%%

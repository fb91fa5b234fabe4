//! Price chart: controller, drawing-surface seam, styling and controls.

#[cfg(feature = "web")]
pub mod canvas;
pub mod controller;
pub mod controls;
pub mod options;
pub mod plot;
pub mod surface;

pub use controller::{
    error_message, ChartConfig, ChartPhase, ChartSurface, LoadOutcome, LoadTicket,
    LOADING_TEXT, RATE_LIMIT_MESSAGE,
};
pub use controls::{PeriodPills, TypeToggle};
pub use options::{AreaStyle, CandleStyle, ChartOptions, SeriesStyle, DEFAULT_CHART_HEIGHT};
pub use plot::{PlotCandle, Viewport};
pub use surface::{DrawingSurface, MemorySurface, SeriesHandle, SurfaceCall};

#[cfg(feature = "web")]
pub use canvas::CanvasSurface;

%%

Output the line that contains "pub mod controls;", followed by every later line in the listing, with no line omitted and none added.

— Exercise output —
pub mod controls;
pub mod options;
pub mod plot;
pub mod surface;

pub use controller::{
    error_message, ChartConfig, ChartPhase, ChartSurface, LoadOutcome, LoadTicket,
    LOADING_TEXT, RATE_LIMIT_MESSAGE,
};
pub use controls::{PeriodPills, TypeToggle};
pub use options::{AreaStyle, CandleStyle, ChartOptions, SeriesStyle, DEFAULT_CHART_HEIGHT};
pub use plot::{PlotCandle, Viewport};
pub use surface::{DrawingSurface, MemorySurface, SeriesHandle, SurfaceCall};

#[cfg(feature = "web")]
pub use canvas::CanvasSurface;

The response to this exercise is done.